• Input
------------------------
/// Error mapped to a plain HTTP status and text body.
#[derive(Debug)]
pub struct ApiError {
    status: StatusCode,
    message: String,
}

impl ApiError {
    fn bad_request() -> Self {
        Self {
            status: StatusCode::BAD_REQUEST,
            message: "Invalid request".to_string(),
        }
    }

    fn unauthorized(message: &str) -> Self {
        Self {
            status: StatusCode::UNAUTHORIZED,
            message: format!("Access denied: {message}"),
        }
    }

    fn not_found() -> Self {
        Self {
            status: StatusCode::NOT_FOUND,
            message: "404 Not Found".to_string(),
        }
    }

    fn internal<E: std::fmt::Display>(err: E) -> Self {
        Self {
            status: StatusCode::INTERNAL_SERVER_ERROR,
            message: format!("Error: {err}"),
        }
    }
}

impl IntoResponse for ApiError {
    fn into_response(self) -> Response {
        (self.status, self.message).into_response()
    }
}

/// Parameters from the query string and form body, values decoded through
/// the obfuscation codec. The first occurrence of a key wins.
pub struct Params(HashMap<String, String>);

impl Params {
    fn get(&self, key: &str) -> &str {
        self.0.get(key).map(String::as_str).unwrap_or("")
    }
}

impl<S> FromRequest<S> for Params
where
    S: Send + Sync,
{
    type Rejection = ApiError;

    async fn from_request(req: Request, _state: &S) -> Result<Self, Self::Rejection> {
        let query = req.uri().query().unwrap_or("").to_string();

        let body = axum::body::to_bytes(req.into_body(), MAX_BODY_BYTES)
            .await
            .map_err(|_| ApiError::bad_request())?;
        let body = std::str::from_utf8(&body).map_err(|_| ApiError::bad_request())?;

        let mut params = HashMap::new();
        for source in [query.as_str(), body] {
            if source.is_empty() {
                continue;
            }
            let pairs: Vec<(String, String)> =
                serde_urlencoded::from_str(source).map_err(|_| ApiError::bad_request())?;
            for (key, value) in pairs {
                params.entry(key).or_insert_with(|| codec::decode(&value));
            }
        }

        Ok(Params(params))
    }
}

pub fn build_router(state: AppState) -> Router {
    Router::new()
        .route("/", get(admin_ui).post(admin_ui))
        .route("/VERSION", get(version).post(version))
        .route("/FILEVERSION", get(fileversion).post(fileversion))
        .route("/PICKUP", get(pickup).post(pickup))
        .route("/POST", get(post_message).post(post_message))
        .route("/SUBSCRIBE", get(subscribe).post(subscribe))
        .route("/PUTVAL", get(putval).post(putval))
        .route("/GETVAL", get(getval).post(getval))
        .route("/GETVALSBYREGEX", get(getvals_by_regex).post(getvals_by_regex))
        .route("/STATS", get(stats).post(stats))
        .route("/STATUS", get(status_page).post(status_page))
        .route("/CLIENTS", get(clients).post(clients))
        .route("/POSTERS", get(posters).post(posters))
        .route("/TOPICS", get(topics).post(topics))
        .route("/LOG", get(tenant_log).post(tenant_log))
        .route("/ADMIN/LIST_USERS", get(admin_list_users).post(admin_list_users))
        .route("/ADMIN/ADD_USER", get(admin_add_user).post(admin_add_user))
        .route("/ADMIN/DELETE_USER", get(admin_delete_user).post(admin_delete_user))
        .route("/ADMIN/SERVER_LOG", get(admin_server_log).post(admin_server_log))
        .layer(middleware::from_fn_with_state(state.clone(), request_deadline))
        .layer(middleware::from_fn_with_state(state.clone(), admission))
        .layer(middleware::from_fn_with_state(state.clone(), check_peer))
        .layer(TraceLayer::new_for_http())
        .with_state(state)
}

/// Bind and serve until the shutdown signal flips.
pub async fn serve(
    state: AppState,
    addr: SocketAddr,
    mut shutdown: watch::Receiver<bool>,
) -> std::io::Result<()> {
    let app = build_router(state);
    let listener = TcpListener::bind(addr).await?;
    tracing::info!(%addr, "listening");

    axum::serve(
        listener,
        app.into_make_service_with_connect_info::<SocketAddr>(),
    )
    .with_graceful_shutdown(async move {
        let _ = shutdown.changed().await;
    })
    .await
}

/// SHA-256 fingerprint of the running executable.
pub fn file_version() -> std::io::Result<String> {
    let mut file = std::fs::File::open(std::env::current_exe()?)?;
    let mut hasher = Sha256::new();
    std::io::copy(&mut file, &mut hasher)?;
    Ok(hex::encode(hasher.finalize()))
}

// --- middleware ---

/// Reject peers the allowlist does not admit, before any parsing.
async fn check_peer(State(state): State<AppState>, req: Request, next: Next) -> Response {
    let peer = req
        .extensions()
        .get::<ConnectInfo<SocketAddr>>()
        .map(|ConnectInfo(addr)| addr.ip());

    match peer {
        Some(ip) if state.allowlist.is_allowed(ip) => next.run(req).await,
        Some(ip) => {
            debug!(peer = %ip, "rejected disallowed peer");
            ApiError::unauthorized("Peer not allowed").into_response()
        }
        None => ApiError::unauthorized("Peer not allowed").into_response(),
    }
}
------------------------
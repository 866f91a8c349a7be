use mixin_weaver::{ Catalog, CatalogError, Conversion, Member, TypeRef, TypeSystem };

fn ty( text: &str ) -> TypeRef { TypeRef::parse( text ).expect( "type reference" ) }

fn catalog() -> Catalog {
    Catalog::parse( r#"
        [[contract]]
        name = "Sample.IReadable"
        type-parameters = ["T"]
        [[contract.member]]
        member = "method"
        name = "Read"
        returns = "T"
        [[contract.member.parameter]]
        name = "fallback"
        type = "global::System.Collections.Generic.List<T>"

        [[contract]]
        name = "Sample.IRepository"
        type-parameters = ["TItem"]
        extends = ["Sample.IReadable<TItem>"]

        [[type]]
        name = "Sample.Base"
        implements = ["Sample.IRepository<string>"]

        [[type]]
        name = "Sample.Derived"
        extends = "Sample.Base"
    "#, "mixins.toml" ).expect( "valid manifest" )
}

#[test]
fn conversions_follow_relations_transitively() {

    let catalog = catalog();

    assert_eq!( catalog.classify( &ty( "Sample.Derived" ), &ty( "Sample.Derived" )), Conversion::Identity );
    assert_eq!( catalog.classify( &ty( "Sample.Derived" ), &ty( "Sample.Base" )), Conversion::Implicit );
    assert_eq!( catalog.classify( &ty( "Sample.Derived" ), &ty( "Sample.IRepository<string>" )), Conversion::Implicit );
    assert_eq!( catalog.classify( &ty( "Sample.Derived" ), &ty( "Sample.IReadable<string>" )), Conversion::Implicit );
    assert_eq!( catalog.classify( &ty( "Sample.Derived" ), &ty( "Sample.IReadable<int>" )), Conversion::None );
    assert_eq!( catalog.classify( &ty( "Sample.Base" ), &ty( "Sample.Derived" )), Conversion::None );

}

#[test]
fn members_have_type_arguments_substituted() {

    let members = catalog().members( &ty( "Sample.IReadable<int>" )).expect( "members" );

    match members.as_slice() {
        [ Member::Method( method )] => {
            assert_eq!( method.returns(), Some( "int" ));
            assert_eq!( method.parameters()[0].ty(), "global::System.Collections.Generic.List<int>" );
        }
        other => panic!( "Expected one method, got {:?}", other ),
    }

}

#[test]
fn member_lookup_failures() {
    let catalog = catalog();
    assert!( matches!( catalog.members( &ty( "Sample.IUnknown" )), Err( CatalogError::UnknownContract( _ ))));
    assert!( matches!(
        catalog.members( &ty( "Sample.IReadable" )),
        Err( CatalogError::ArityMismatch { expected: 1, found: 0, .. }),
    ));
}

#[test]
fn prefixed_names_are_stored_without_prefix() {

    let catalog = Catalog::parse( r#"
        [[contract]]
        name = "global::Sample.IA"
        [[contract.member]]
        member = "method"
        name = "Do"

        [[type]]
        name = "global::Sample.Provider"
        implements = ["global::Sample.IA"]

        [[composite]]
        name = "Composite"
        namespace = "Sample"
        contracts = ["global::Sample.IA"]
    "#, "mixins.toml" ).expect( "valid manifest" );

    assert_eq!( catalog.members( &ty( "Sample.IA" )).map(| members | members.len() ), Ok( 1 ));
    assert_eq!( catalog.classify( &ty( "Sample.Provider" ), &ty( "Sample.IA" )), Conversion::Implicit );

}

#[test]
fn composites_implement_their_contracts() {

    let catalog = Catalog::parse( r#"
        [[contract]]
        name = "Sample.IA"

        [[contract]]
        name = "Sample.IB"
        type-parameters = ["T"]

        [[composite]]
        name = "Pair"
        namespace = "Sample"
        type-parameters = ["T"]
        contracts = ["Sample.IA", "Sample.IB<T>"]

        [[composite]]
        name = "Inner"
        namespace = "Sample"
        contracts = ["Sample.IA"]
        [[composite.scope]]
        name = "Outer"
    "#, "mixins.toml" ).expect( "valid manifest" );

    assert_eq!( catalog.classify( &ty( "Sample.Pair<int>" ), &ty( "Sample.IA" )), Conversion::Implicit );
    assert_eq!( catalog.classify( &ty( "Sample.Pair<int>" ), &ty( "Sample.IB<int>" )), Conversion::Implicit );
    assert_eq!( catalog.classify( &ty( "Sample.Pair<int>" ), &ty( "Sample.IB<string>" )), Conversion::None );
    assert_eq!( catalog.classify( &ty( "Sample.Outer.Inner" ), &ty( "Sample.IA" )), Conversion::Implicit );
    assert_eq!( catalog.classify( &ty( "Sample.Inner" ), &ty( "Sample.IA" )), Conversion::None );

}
------------------------
• Task statement
Copy every line from the entries that contains the word "Provider".

• Your solution
        name = "global::Sample.Provider"
    assert_eq!( catalog.classify( &ty( "Sample.Provider" ), &ty( "Sample.IA" )), Conversion::Implicit );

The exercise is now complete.